Однако, если подумать, очень интересно отметить, что структура наших феноменально переживаемых эмоций очень часто просто содержит информацию о "логике выживания" (Damasio 1999, p. 54 ff.). Они делают эту информацию глобально доступной для гибкого поведенческого контроля, для познания и памяти, а также для обработки внимания. Эмоциональная обработка, возможно, не раскрывает сознанию эволюционное происхождение наших сознательных ментальных состояний как таковых, но она постоянно оценивает конкретные (а у высших животных даже когнитивно смоделированные) ситуации. Если анализировать эмоции как репрезентативные сущности, то их особенность заключается в том, что они структурированы по оси валентности. То есть одной из определяющих характеристик эмоций является то, что они обладают нормативным характером; они представляют собой биологическую или социальную ценность определенного положения дел для организма в целом (см. также раздел 6.2.8). Эта особенность отличает их от всех других сознательных репрезентаций - хотя, что интересно, феноменология эмоций говорит нам, что они могут наделять перцептивные и когнитивные состояния определенным "аффективным тоном". Интенциональное, репрезентативное содержание сознательно переживаемых эмоций обычно связано с адаптивностью определенной ситуации, адаптивной ценностью другого человека или потенциального поведения, или формой самопрезентации, феноменально отображающей биорегуляторные аспекты собственного телесного состояния организма.

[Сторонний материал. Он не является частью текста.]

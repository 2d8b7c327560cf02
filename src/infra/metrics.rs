// ============================================================
// Layer 6 — Metrics Logger
// ============================================================
// Records training metrics to a CSV file after each epoch.
//
// Metrics recorded per epoch:
//   - epoch:      the epoch number (1, 2, 3, ...)
//   - train_loss: mean binary cross-entropy over training batches
//   - train_acc:  binary accuracy on the training batches
//   - val_loss:   mean binary cross-entropy on the eval split
//   - val_acc:    binary accuracy on the eval split
//
// Example CSV output:
//   epoch,train_loss,train_acc,val_loss,val_acc
//   1,0.681200,0.553000,0.664900,0.627900
//   2,0.640100,0.671000,0.621300,0.697700
//
// Reference: Rust Book §12 (I/O and File Handling)

use anyhow::{Context, Result};
use std::{
    fs::{self, OpenOptions},
    io::Write,
    path::{Path, PathBuf},
};
use serde::{Deserialize, Serialize};

const HEADER: &str = "epoch,train_loss,train_acc,val_loss,val_acc";

/// One row of metrics data for a single training epoch
#[derive(Debug, Clone, PartialEq, Serialize, Deserialize)]
pub struct EpochMetrics {
    /// The epoch number (starts at 1)
    pub epoch: usize,

    /// Mean binary cross-entropy over all training batches
    pub train_loss: f64,

    /// Fraction of training records predicted correctly (p > 0.5)
    pub train_acc: f64,

    /// Mean binary cross-entropy on the eval split
    pub val_loss: f64,

    /// Fraction of eval records predicted correctly.
    /// This is the tuner's objective (val_binary_accuracy).
    pub val_acc: f64,
}

impl EpochMetrics {
    pub fn new(
        epoch:      usize,
        train_loss: f64,
        train_acc:  f64,
        val_loss:   f64,
        val_acc:    f64,
    ) -> Self {
        Self { epoch, train_loss, train_acc, val_loss, val_acc }
    }

    /// Returns true if this epoch improved over the previous best val_loss
    pub fn is_improvement(&self, best_val_loss: f64) -> bool {
        self.val_loss < best_val_loss
    }
}

/// Logs epoch metrics to a CSV file for later analysis.
pub struct MetricsLogger {
    csv_path: PathBuf,
}

impl MetricsLogger {
    /// Create `<dir>/metrics.csv`, writing the header if the file is new.
    pub fn new(dir: impl AsRef<Path>) -> Result<Self> {
        let dir = dir.as_ref();
        fs::create_dir_all(dir)
            .with_context(|| format!("Cannot create metrics directory '{}'", dir.display()))?;

        let csv_path = dir.join("metrics.csv");

        // Appending across runs keeps one header
        if !csv_path.exists() {
            let mut f = fs::File::create(&csv_path)?;
            writeln!(f, "{HEADER}")?;
            tracing::debug!("Created metrics CSV: '{}'", csv_path.display());
        }

        Ok(Self { csv_path })
    }

    /// Append one epoch's metrics as a new row in the CSV.
    pub fn log(&self, m: &EpochMetrics) -> Result<()> {
        let mut f = OpenOptions::new()
            .append(true)
            .open(&self.csv_path)
            .with_context(|| format!("Cannot open '{}'", self.csv_path.display()))?;

        writeln!(
            f,
            "{},{:.6},{:.6},{:.6},{:.6}",
            m.epoch,
            m.train_loss,
            m.train_acc,
            m.val_loss,
            m.val_acc,
        )?;

        tracing::debug!(
            "Logged epoch {} metrics: train_loss={:.4}, val_loss={:.4}",
            m.epoch,
            m.train_loss,
            m.val_loss,
        );

        Ok(())
    }

    pub fn csv_path(&self) -> &Path {
        &self.csv_path
    }
}

// ─── Unit Tests ───────────────────────────────────────────────────────────────
#[cfg(test)]
mod tests {
    use super::*;

    #[test]
    fn test_is_improvement() {
        let m = EpochMetrics::new(2, 0.5, 0.8, 0.45, 0.79);
        assert!(m.is_improvement(0.5));
        assert!(!m.is_improvement(0.45));
        assert!(!m.is_improvement(0.4));
    }

    #[test]
    fn test_rows_appended_under_one_header() {
        let dir = tempfile::tempdir().unwrap();
        let logger = MetricsLogger::new(dir.path()).unwrap();
        logger.log(&EpochMetrics::new(1, 0.7, 0.5, 0.69, 0.55)).unwrap();

        // A second logger on the same directory appends
        let again = MetricsLogger::new(dir.path()).unwrap();
        again.log(&EpochMetrics::new(2, 0.6, 0.6, 0.65, 0.6)).unwrap();

        let csv = fs::read_to_string(logger.csv_path()).unwrap();
        let lines: Vec<&str> = csv.lines().collect();
        assert_eq!(lines.len(), 3);
        assert_eq!(lines[0], HEADER);
        assert!(lines[1].starts_with("1,0.700000,0.500000"));
        assert!(lines[2].starts_with("2,"));
    }
}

Функция эмоций заключается в надежной регуляции и запуске ориентированных на выживание моделей поведения. У людей эмоции сильнее проявляются в группах (простой факт, указывающий на их существенную роль в социальном познании). Эволюционное давление на человеческий разум было постоянным ограничением окружающей среды с момента зарождения сознания на нашей планете, и эмоции - очень древнее состояние. Адаптивное давление на наших предков включало в себя одни и те же типы вызовов снова и снова, на протяжении миллионов лет, и интересно отметить, что базовые эмоции характеризуются высокой степенью культурной инвариантности у человека. Однако верно не только то, что некоторые состояния сознания могли представлять ценность для выживания, но и то, что все они должны были на функциональном уровне обладать ценностью для выживания.

С другой стороны, в интроспективном плане совсем не очевидно, что в эмоциях "эволюция говорит с нами". Интересно также отметить, каков самый популярный ответ большинства людей, когда они сталкиваются с вопросами о возможности машинного сознания или самосознания: "Но, - гласит традиционный ответ, - ни одна из этих вещей никогда не будет иметь настоящих эмоций!" Этот интеллектуальный рефлекс не только политкорректен, но и может содержать важную мысль: искусственные системы, известные сегодня, не обладают подлинно воплощенными представлениями целей, потому что они не являются "эволюционно обоснованными" - ни их аппаратное, ни программное обеспечение не развилось в результате эволюционного процесса оптимизации. У них могут быть представления целей, но они не отражаются напрямую в состояниях тела и телесном самосознании (см. заключительную часть раздела 8.2).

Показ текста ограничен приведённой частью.